私は荷物をまとめて忘れ物がないか確認していた。

それに、今日までしか開催されていない

美術展の閉館時間に間に合うかということを

心配し始めていた。


次の予定に頭が切り替わった私に彼は


“tefeさんは、

僕にすっかり開発されちゃいましたね。”と、

満面の笑顔で勝ち誇ったように言った。


“ばか!”


私は、手に持っていたバスローブを

思い切り彼に投げつけた。


彼はニヤニヤしながらそれをキャッチして、

私を抱きしめて軽いキスをした。

 

ホテルを出て道路に出て少し歩き、

別方向に行かなければいけない角にさしかかった。


彼は

“そんなに頻繁には難しいけど、また逢いましょう”と言って、胸元で小さく手を振った。


“また”と、私も胸元で小さく手を振った。

 

(あれ? また、って言ってしまった

  (私、また、なんて言っちゃ

 ダメだったんじゃなかった…?)


そのあとは、何事もなかったかのように

ひとりで美術展を見に行った。


ずっと見たかった作品の実物を見ることができて

とても満足した。


この日本画家の絵は

私が小学生の頃からとても好きだった。


淡い色で、清らかで、無駄がない感じ。


(小学生の頃は、まさか自分が将来

こんな風に既婚者とあんな関係になると思わなかった。

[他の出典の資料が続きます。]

//! Variable reference parsing and substitution for deferred value resolution.
//!
//! Environment entries may reference build variables whose values are not
//! settled until every override source has been consulted. References stay
//! in the strings as written and are expanded only when the environment is
//! rendered.
//!
//! # Reference Formats
//!
//! - `${NAME}` - value of variable `NAME`
//! - `$NAME` - same, where `NAME` is `[A-Za-z_][A-Za-z0-9_]*`
//!
//! # Escaping
//!
//! `$$` produces a literal `$`. A `$` followed by anything that cannot start
//! a name passes through unchanged.
//!
//! Variable values are themselves expanded, so a default may refer to
//! another variable.
//!
//! # Example
//!
//! ```
//! use tide_build::placeholder::{parse, Segment};
//!
//! let segments = parse("${MSPSDK}\\include").unwrap();
//! assert_eq!(segments, vec![
//!     Segment::Variable("MSPSDK".to_string()),
//!     Segment::Literal("\\include".to_string()),
//! ]);
//! ```

use thiserror::Error;

/// Maximum nesting of variable values referring to other variables.
const MAX_DEPTH: usize = 16;

/// A segment of parsed text.
#[derive(Debug, Clone, PartialEq, Eq)]
pub enum Segment {
  /// Literal text (no references)
  Literal(String),

  /// A variable reference to be resolved
  Variable(String),
}

/// Errors that can occur during parsing or resolution.
#[derive(Debug, Clone, PartialEq, Eq, Error)]
pub enum PlaceholderError {
  #[error("unclosed variable reference at position {0}")]
  Unclosed(usize),

  #[error("invalid variable name: '{0}'")]
  InvalidName(String),

  #[error("undefined variable: {0}")]
  Undefined(String),

  #[error("variable {0} expands recursively")]
  Recursive(String),
}

/// Source of variable values during substitution.
pub trait Resolver {
  /// Look up the raw (unexpanded) value of a variable.
  fn resolve_var(&self, name: &str) -> Option<&str>;
}

impl Resolver for std::collections::BTreeMap<String, String> {
  fn resolve_var(&self, name: &str) -> Option<&str> {
    self.get(name).map(String::as_str)
  }
}

fn is_name_start(c: char) -> bool {
  c.is_ascii_alphabetic() || c == '_'
}

fn is_name_char(c: char) -> bool {
  c.is_ascii_alphanumeric() || c == '_'
}

/// Parse a string containing variable references into segments.
///
/// # Errors
///
/// Returns an error if a `${` is never closed or encloses an invalid name.
pub fn parse(input: &str) -> Result<Vec<Segment>, PlaceholderError> {
  let mut segments = Vec::new();
  let mut literal = String::new();
  let mut chars = input.char_indices().peekable();

  while let Some((pos, ch)) = chars.next() {
    if ch != '$' {
      literal.push(ch);
      continue;
    }

    match chars.peek() {
      Some((_, '$')) => {
        chars.next();
        literal.push('$');
      }
      Some((_, '{')) => {
        chars.next();

        let mut name = String::new();
        let mut found_close = false;
        for (_, c) in chars.by_ref() {
          if c == '}' {
            found_close = true;
            break;
          }
          name.push(c);
        }

        if !found_close {
          return Err(PlaceholderError::Unclosed(pos));
        }
        if !name.starts_with(is_name_start) || !name.chars().all(is_name_char) {
          return Err(PlaceholderError::InvalidName(name));
        }

        if !literal.is_empty() {
          segments.push(Segment::Literal(std::mem::take(&mut literal)));
        }
        segments.push(Segment::Variable(name));
      }
      Some(&(_, c)) if is_name_start(c) => {
        let mut name = String::new();
        while let Some(&(_, c)) = chars.peek() {
          if !is_name_char(c) {
            break;
          }
          name.push(c);
          chars.next();
        }

        if !literal.is_empty() {
          segments.push(Segment::Literal(std::mem::take(&mut literal)));
        }
        segments.push(Segment::Variable(name));
      }
      _ => literal.push('$'),
    }
  }

  if !literal.is_empty() {
    segments.push(Segment::Literal(literal));
  }

  Ok(segments)
}

/// Substitute all variable references in a string using the provided resolver.
///
/// # Errors
///
/// Returns an error if parsing fails, a variable is undefined, or a value
/// expands back into itself.
pub fn substitute(input: &str, resolver: &impl Resolver) -> Result<String, PlaceholderError> {
  let mut stack = Vec::new();
  expand(input, resolver, &mut stack)
}

fn expand(input: &str, resolver: &impl Resolver, stack: &mut Vec<String>) -> Result<String, PlaceholderError> {
  let segments = parse(input)?;
  let mut result = String::new();

  for segment in segments {
    match segment {
      Segment::Literal(s) => result.push_str(&s),
      Segment::Variable(name) => {
        if stack.contains(&name) || stack.len() >= MAX_DEPTH {
          return Err(PlaceholderError::Recursive(name));
        }
        let raw = resolver
          .resolve_var(&name)
          .ok_or_else(|| PlaceholderError::Undefined(name.clone()))?;

        stack.push(name);
        let value = expand(raw, resolver, stack)?;
        stack.pop();

        result.push_str(&value);
      }
    }
  }

  Ok(result)
}
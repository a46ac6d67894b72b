use std::fmt;

use serde::{Deserialize, Serialize};

/// Operating systems Tide can be built on
#[derive(Debug, Clone, Copy, PartialEq, Eq, Hash, Serialize, Deserialize)]
#[serde(rename_all = "lowercase")]
pub enum Os {
  Win32,
  Osx,
  Linux,
}

impl Os {
  /// Returns the lowercase identifier used in build directories and defines
  pub fn as_str(&self) -> &'static str {
    match self {
      Self::Win32 => "win32",
      Self::Osx => "osx",
      Self::Linux => "linux",
    }
  }

  /// Name of the `OS_<NAME>` preprocessor define for this OS
  pub fn define_name(&self) -> String {
    format!("OS_{}", self.as_str().to_uppercase())
  }
}

impl fmt::Display for Os {
  fn fmt(&self, f: &mut fmt::Formatter<'_>) -> fmt::Result {
    write!(f, "{}", self.as_str())
  }
}

impl std::str::FromStr for Os {
  type Err = String;

  fn from_str(s: &str) -> Result<Self, Self::Err> {
    match s {
      "win32" => Ok(Self::Win32),
      "osx" => Ok(Self::Osx),
      "linux" => Ok(Self::Linux),
      other => Err(format!("unknown os '{other}' (expected win32, osx or linux)")),
    }
  }
}
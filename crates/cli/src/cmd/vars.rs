//! Implementation of the `tide vars` command.
//!
//! Lists every declared build variable with its default, its resolved value
//! and where that value came from.

use anyhow::Result;
use tide_build::config::declare_variables;
use tide_build::{BuildArgs, ProjectDefaults};

use crate::output::print_json;

pub fn cmd_vars(defaults: &ProjectDefaults, args: &BuildArgs, json: bool) -> Result<()> {
  let variables = declare_variables(defaults);

  if json {
    let resolved = variables.resolve(args);
    let items: Vec<_> = variables
      .iter()
      .map(|var| {
        serde_json::json!({
          "key": var.key,
          "help": var.help,
          "default": var.default,
          "value": resolved.get(&var.key),
          "origin": resolved.origin(&var.key),
        })
      })
      .collect();
    return print_json(&items);
  }

  print!("{}", variables.help_text(args));
  Ok(())
}
//! End-to-end tests that drive the library the way a build description does:
//! assemble a configuration, register targets and derive per-target environments.

use std::path::PathBuf;

use tempfile::TempDir;
use tide_build::env::ListKey;
use tide_build::flags::DeveloperDirProbe;
use tide_build::module::Module;
use tide_build::platform::{Arch, HostInfo, Os};
use tide_build::targets::{Node, Phase, Target};
use tide_build::{BuildArgs, BuildConfig, ConfigError, ProjectDefaults};

struct FixedDir(PathBuf);

impl DeveloperDirProbe for FixedDir {
  fn developer_dir(&self) -> PathBuf {
    self.0.clone()
  }
}

fn defaults_in(temp: &TempDir) -> ProjectDefaults {
  ProjectDefaults {
    build_dir: temp.path().join("build"),
    third_party_dir: temp.path().join("thirdparty"),
    ..ProjectDefaults::default()
  }
}

#[test]
fn linux_description_builds_stages_and_dists() {
  let temp = TempDir::new().unwrap();
  let host = HostInfo::new("Linux", "x86_64");
  let args = BuildArgs::parse(["PRODUCT_VERSION=1.4.0", "lite=1"]).unwrap();
  let mut config = BuildConfig::new(&defaults_in(&temp), args, Some(&host), &FixedDir(PathBuf::new())).unwrap();

  assert_eq!(config.platform.os, Os::Linux);
  assert_eq!(config.platform.arch, Arch::X86_64);
  assert!(config.is_64());
  assert_eq!(config.version, "1.4.0");

  let module = Module::new("tidecore", config.version.clone(), config.dir.join("modules").join("tidecore"));
  config.add_module(module);
  assert!(config.get_module("tidecore").is_some());

  let mut webkit_env = config.env.clone();
  config.add_thirdparty(&mut webkit_env, "webkit");
  config.add_thirdparty(&mut webkit_env, "poco");
  let rendered = webkit_env.render().unwrap();

  assert_eq!(&rendered.get(ListKey::Libs)[..2], ["webkitgtk-1.0", "PocoFoundation"]);
  assert!(rendered.get(ListKey::CppFlags).contains(&"-Werror".to_string()));
  assert_eq!(
    rendered.define("_PRODUCT_VERSION").and_then(|d| d.value.as_deref()),
    Some("1.4.0")
  );
  assert!(rendered.define("TIDE_LITE").is_some());

  config.mark_build_target(vec!["libtidecore.so", "tide"]);
  let sdk_dir = config.dir.join("sdk").display().to_string();
  config.mark_stage_target(sdk_dir.as_str());
  config.mark_dist_target("sdk.zip");

  let closure = config.targets.closure(Phase::Dist).unwrap();
  let position = |node: &Node| closure.iter().position(|n| n == node).unwrap();
  assert!(position(&Node::Target(Target::new("tide"))) < position(&Node::Alias(Phase::Build)));
  assert!(position(&Node::Alias(Phase::Build)) < position(&Node::Alias(Phase::Stage)));
  assert!(position(&Node::Alias(Phase::Stage)) < position(&Node::Target(Target::new("sdk.zip"))));
  assert_eq!(closure.last(), Some(&Node::Alias(Phase::Dist)));

  let build_only = config.targets.closure(Phase::Build).unwrap();
  assert!(!build_only.contains(&Node::Target(Target::new("sdk.zip"))));
}

#[test]
fn osx_description_uses_developer_tools() {
  let temp = TempDir::new().unwrap();
  let xcode = TempDir::new().unwrap();
  let host = HostInfo::new("Darwin", "x86_64");
  let config = BuildConfig::new(
    &defaults_in(&temp),
    BuildArgs::new(),
    Some(&host),
    &FixedDir(xcode.path().to_path_buf()),
  )
  .unwrap();

  assert!(config.is_osx());
  assert!(config.is_32());

  let mut env = config.env.clone();
  config.add_thirdparty(&mut env, "webkit");
  let rendered = env.render().unwrap();

  assert!(rendered.get(ListKey::Frameworks).contains(&"Foundation".to_string()));
  assert!(rendered.get(ListKey::Frameworks).contains(&"WebKit".to_string()));
  assert_eq!(rendered.define("OS_OSX").and_then(|d| d.value.as_deref()), Some("1"));
}

#[test]
fn cyclic_registration_is_reported() {
  let temp = TempDir::new().unwrap();
  let host = HostInfo::new("Linux", "i686");
  let mut config =
    BuildConfig::new(&defaults_in(&temp), BuildArgs::new(), Some(&host), &FixedDir(PathBuf::new())).unwrap();

  config.mark_build_target("shared");
  config.mark_stage_target("shared");

  let err = config.targets.closure(Phase::Dist).unwrap_err();
  assert!(matches!(err, ConfigError::CycleDetected(_)));
}
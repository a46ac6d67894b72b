//! The build-tool environment: an ordered property bag of search paths,
//! flags, libraries and preprocessor defines.
//!
//! Entries are stored exactly as written, variable references included.
//! [`BuildEnv::render`] expands them against the resolved variables.

use std::collections::BTreeMap;
use std::fmt;

use serde::Serialize;

use crate::placeholder::{self, PlaceholderError};
use crate::vars::ResolvedVars;

/// List-valued environment keys.
#[derive(Debug, Clone, Copy, PartialEq, Eq, PartialOrd, Ord, Hash, Serialize)]
#[serde(rename_all = "UPPERCASE")]
pub enum ListKey {
  /// Executable search path for spawned tools
  Path,
  /// Include search paths
  CppPath,
  /// Library search paths
  LibPath,
  /// Libraries to link
  Libs,
  /// Preprocessor/compiler flags for C and C++
  CppFlags,
  /// Compiler flags for C++ only
  CxxFlags,
  LinkFlags,
  Frameworks,
  FrameworkPath,
}

impl ListKey {
  pub fn as_str(&self) -> &'static str {
    match self {
      Self::Path => "PATH",
      Self::CppPath => "CPPPATH",
      Self::LibPath => "LIBPATH",
      Self::Libs => "LIBS",
      Self::CppFlags => "CPPFLAGS",
      Self::CxxFlags => "CXXFLAGS",
      Self::LinkFlags => "LINKFLAGS",
      Self::Frameworks => "FRAMEWORKS",
      Self::FrameworkPath => "FRAMEWORKPATH",
    }
  }
}

impl fmt::Display for ListKey {
  fn fmt(&self, f: &mut fmt::Formatter<'_>) -> fmt::Result {
    write!(f, "{}", self.as_str())
  }
}

/// A preprocessor macro definition.
#[derive(Debug, Clone, PartialEq, Eq, Serialize)]
pub struct Define {
  pub name: String,
  pub value: Option<String>,
}

impl Define {
  pub fn new(name: impl Into<String>, value: impl Into<String>) -> Self {
    Self {
      name: name.into(),
      value: Some(value.into()),
    }
  }

  pub fn flag(name: impl Into<String>) -> Self {
    Self {
      name: name.into(),
      value: None,
    }
  }
}

impl fmt::Display for Define {
  fn fmt(&self, f: &mut fmt::Formatter<'_>) -> fmt::Result {
    match &self.value {
      Some(value) => write!(f, "{}={}", self.name, value),
      None => write!(f, "{}", self.name),
    }
  }
}

/// Mutable environment assembled during configuration.
#[derive(Debug, Clone, Default)]
pub struct BuildEnv {
  lists: BTreeMap<ListKey, Vec<String>>,
  defines: Vec<Define>,
  settings: BTreeMap<String, Vec<String>>,
  process_env: BTreeMap<String, String>,
  vars: ResolvedVars,
}

impl BuildEnv {
  pub fn new(vars: ResolvedVars) -> Self {
    Self {
      vars,
      ..Self::default()
    }
  }

  /// Append items to the end of a list.
  pub fn append<I, S>(&mut self, key: ListKey, items: I)
  where
    I: IntoIterator<Item = S>,
    S: Into<String>,
  {
    self.lists.entry(key).or_default().extend(items.into_iter().map(Into::into));
  }

  /// Insert items at the front of a list, keeping their relative order.
  pub fn prepend<I, S>(&mut self, key: ListKey, items: I)
  where
    I: IntoIterator<Item = S>,
    S: Into<String>,
  {
    let list = self.lists.entry(key).or_default();
    let mut items: Vec<String> = items.into_iter().map(Into::into).collect();
    items.append(list);
    *list = items;
  }

  pub fn get(&self, key: ListKey) -> &[String] {
    self.lists.get(&key).map(Vec::as_slice).unwrap_or(&[])
  }

  pub fn define(&mut self, define: Define) {
    self.defines.push(define);
  }

  pub fn defines(&self) -> &[Define] {
    &self.defines
  }

  /// Replace a scalar or command setting such as `CC` or `MACOSX_DEPLOYMENT_TARGET`.
  pub fn set<I, S>(&mut self, name: impl Into<String>, value: I)
  where
    I: IntoIterator<Item = S>,
    S: Into<String>,
  {
    self
      .settings
      .insert(name.into(), value.into_iter().map(Into::into).collect());
  }

  pub fn setting(&self, name: &str) -> Option<&[String]> {
    self.settings.get(name).map(Vec::as_slice)
  }

  /// Set a variable in the environment passed to every spawned tool.
  pub fn set_process_env(&mut self, name: impl Into<String>, value: impl Into<String>) {
    self.process_env.insert(name.into(), value.into());
  }

  pub fn process_env(&self) -> &BTreeMap<String, String> {
    &self.process_env
  }

  pub fn vars(&self) -> &ResolvedVars {
    &self.vars
  }

  /// Expand variable references in a single string.
  pub fn subst(&self, input: &str) -> Result<String, PlaceholderError> {
    placeholder::substitute(input, &self.vars)
  }

  /// Expand every entry, producing the environment as the build tool would see it.
  pub fn render(&self) -> Result<RenderedEnv, PlaceholderError> {
    let expand_all = |items: &[String]| -> Result<Vec<String>, PlaceholderError> {
      items.iter().map(|s| self.subst(s)).collect()
    };

    let mut lists = BTreeMap::new();
    for (key, items) in &self.lists {
      lists.insert(*key, expand_all(items)?);
    }

    let defines = self
      .defines
      .iter()
      .map(|d| {
        Ok(Define {
          name: d.name.clone(),
          value: d.value.as_deref().map(|v| self.subst(v)).transpose()?,
        })
      })
      .collect::<Result<Vec<_>, PlaceholderError>>()?;

    let mut settings = BTreeMap::new();
    for (name, value) in &self.settings {
      settings.insert(name.clone(), expand_all(value)?);
    }

    Ok(RenderedEnv {
      lists,
      defines,
      settings,
      process_env: self.process_env.clone(),
    })
  }
}

/// Fully expanded environment.
#[derive(Debug, Clone, PartialEq, Eq, Serialize)]
pub struct RenderedEnv {
  pub lists: BTreeMap<ListKey, Vec<String>>,
  pub defines: Vec<Define>,
  pub settings: BTreeMap<String, Vec<String>>,
  pub process_env: BTreeMap<String, String>,
}

impl RenderedEnv {
  pub fn get(&self, key: ListKey) -> &[String] {
    self.lists.get(&key).map(Vec::as_slice).unwrap_or(&[])
  }

  pub fn define(&self, name: &str) -> Option<&Define> {
    self.defines.iter().find(|d| d.name == name)
  }
}
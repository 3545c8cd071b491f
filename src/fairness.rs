//! Workload fairness scoring.
//!
//! Pure, stateless metrics over per-person assignment counts. The
//! distribution score is a deliberately simple spread penalty — cheap
//! to compute and easy to explain to a planning coordinator — rather
//! than a statistical fairness index.
//!
//! # Metrics
//!
//! | Metric | Definition |
//! |--------|-----------|
//! | Distribution score | `100 − 5·(max − min)`, clamped to `[0, 100]` |
//! | Std deviation | Population stddev of counts (÷ N) |
//! | Load status | deviation > 2 → overloaded, < −2 → underloaded |

use std::collections::HashMap;

use serde::{Deserialize, Serialize};

use crate::models::{Assignment, Resource};

/// Spread-based distribution quality score in `[0, 100]`.
///
/// `100 − 5·(max − min)`, clamped at 0: every unit of spread between
/// the most and least loaded person costs 5 points, so a spread of 20
/// or more scores 0. Empty input is vacuously fair (100).
///
/// # Example
///
/// ```
/// use duty_roster::fairness::distribution_score;
///
/// assert_eq!(distribution_score(&[6, 6, 6]), 100.0);
/// assert_eq!(distribution_score(&[8, 4]), 80.0);
/// assert_eq!(distribution_score(&[]), 100.0);
/// ```
pub fn distribution_score(counts: &[usize]) -> f64 {
    let Some(&max) = counts.iter().max() else {
        return 100.0;
    };
    let min = *counts.iter().min().unwrap_or(&0);
    (100.0 - 5.0 * (max - min) as f64).max(0.0)
}

/// Population standard deviation of counts (divide by N, not N−1).
///
/// Empty input yields 0.
pub fn std_deviation(counts: &[usize]) -> f64 {
    if counts.is_empty() {
        return 0.0;
    }
    let n = counts.len() as f64;
    let mean = counts.iter().sum::<usize>() as f64 / n;
    let variance = counts
        .iter()
        .map(|&c| {
            let d = c as f64 - mean;
            d * d
        })
        .sum::<f64>()
        / n;
    variance.sqrt()
}

/// Per-resource load classification relative to the pool average.
#[derive(Debug, Clone, Copy, PartialEq, Eq, Serialize, Deserialize)]
pub enum LoadStatus {
    /// More than 2 assignments above average.
    Overloaded,
    /// More than 2 assignments below average.
    Underloaded,
    /// Within ±2 of average.
    Balanced,
}

/// One resource's share of the workload.
#[derive(Debug, Clone, PartialEq, Serialize, Deserialize)]
pub struct ResourceLoad {
    /// Resource name.
    pub resource_name: String,
    /// Assignment count.
    pub count: usize,
    /// Signed deviation from the pool average.
    pub deviation: f64,
    /// Three-tier classification of the deviation.
    pub status: LoadStatus,
}

/// Fairness summary over an assignment set and a resource pool.
///
/// Recomputed on demand; never cached beyond a single report.
#[derive(Debug, Clone, PartialEq, Serialize, Deserialize)]
pub struct FairnessReport {
    /// Per-resource loads, sorted by resource name.
    pub loads: Vec<ResourceLoad>,
    /// Smallest per-resource count.
    pub min_count: usize,
    /// Largest per-resource count.
    pub max_count: usize,
    /// Mean count across the pool.
    pub average: f64,
    /// Population standard deviation of the counts.
    pub std_deviation: f64,
    /// Distribution score in `[0, 100]`.
    pub score: f64,
}

impl FairnessReport {
    /// Summarizes the workload of `assignments` across `pool`.
    ///
    /// Pool members with no assignments are included at count 0, not
    /// omitted — an untouched person is part of the distribution.
    pub fn summarize(assignments: &[Assignment], pool: &[Resource]) -> Self {
        let mut counts: HashMap<&str, usize> =
            pool.iter().map(|r| (r.name.as_str(), 0)).collect();
        for a in assignments {
            if let Some(count) = counts.get_mut(a.resource_name.as_str()) {
                *count += 1;
            }
        }

        let count_values: Vec<usize> = counts.values().copied().collect();
        let min_count = count_values.iter().copied().min().unwrap_or(0);
        let max_count = count_values.iter().copied().max().unwrap_or(0);
        let average = if count_values.is_empty() {
            0.0
        } else {
            count_values.iter().sum::<usize>() as f64 / count_values.len() as f64
        };

        let mut loads: Vec<ResourceLoad> = counts
            .into_iter()
            .map(|(name, count)| {
                let deviation = count as f64 - average;
                let status = if deviation > 2.0 {
                    LoadStatus::Overloaded
                } else if deviation < -2.0 {
                    LoadStatus::Underloaded
                } else {
                    LoadStatus::Balanced
                };
                ResourceLoad {
                    resource_name: name.to_string(),
                    count,
                    deviation,
                    status,
                }
            })
            .collect();
        loads.sort_by(|a, b| a.resource_name.cmp(&b.resource_name));

        Self {
            loads,
            min_count,
            max_count,
            average,
            std_deviation: std_deviation(&count_values),
            score: distribution_score(&count_values),
        }
    }
}
//! On-call duty roster engine ("Bereitschaftsdienst" planning).
//!
//! Provides the scheduling core for field-service on-call rosters:
//! fairness-weighted auto-assignment, conflict detection, vacation
//! tracking, and scenario comparison. Import/export adapters, UI, and
//! holiday lookup live in the host application — this crate is a pure
//! computation engine over plain assignment records.
//!
//! # Modules
//!
//! - **`models`**: Domain types — `Resource`, `Group`, `Assignment`,
//!   `Roster`, `DutyType`, `TimeProfile`, `UnavailabilityRecord`
//! - **`vacation`**: Per-person unavailability store with range upsert
//!   and availability queries
//! - **`fairness`**: Distribution scoring and per-resource load reports
//! - **`scheduler`**: Greedy fairness-weighted month auto-fill
//! - **`conflict`**: Double-booking, overload, vacation-collision and
//!   imbalance detection, with fix suggestions
//! - **`scenario`**: Named roster snapshots with cached metrics,
//!   baseline flag, and diffing
//! - **`storage`**: Generic repository abstraction (any key-value or
//!   relational store can back the engine)
//! - **`validation`**: Input integrity checks (duplicate names, empty
//!   pools, inverted date ranges)
//!
//! # Architecture
//!
//! All public operations are synchronous, side-effect-free computations
//! over an input snapshot; the only persistent state lives behind the
//! repository trait. Components are wired by explicit construction —
//! the host application owns the composition root.

pub mod conflict;
pub mod error;
pub mod fairness;
pub mod models;
pub mod scenario;
pub mod scheduler;
pub mod storage;
pub mod vacation;
pub mod validation;

pub use error::RosterError;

。)


美術展のチラシにも使われていた、

薄桃色の桜が大きく描かれた絵の

幻想的な雰囲気と

彼との久しぶりのセックス後の

甘いもやがかかったような気怠い気分が

重なる気がした。


子どもの時に、

清らかな印象を受けて好きになった画家の絵を、

既婚者同士で激しいセックスをした直後に見る。


それは、私の中では矛盾している行動で、

いたたまれなくなったり

自分を恥じる気分になりそうなものだったのに、

その絵を見ていると、

どういうわけか

大きな薄桃色の桜に許容されて

包まれているような不思議な気分になった。

理屈ではない部分で。


私はその絵の絵葉書を買って家に帰った。


そして、いつも使っている手帳の

この日のページに挟んだ。

 

理屈をつけるとしたら、

桜の花が咲いて散るのも自然の摂理で

誰もそれを変えることも止めることもできない、

そんなことを思ったのかもしれない。


自然、という言葉は

もともと

自ずから然り(おのずから しかり)、という文章から来たのだという

誰かの話を思い出した。


あるがまま、とか、本来の性質、とか

そういうもの。

抗っても無駄、、?

ある意味、解脱の方向に近づいたのかもしれない。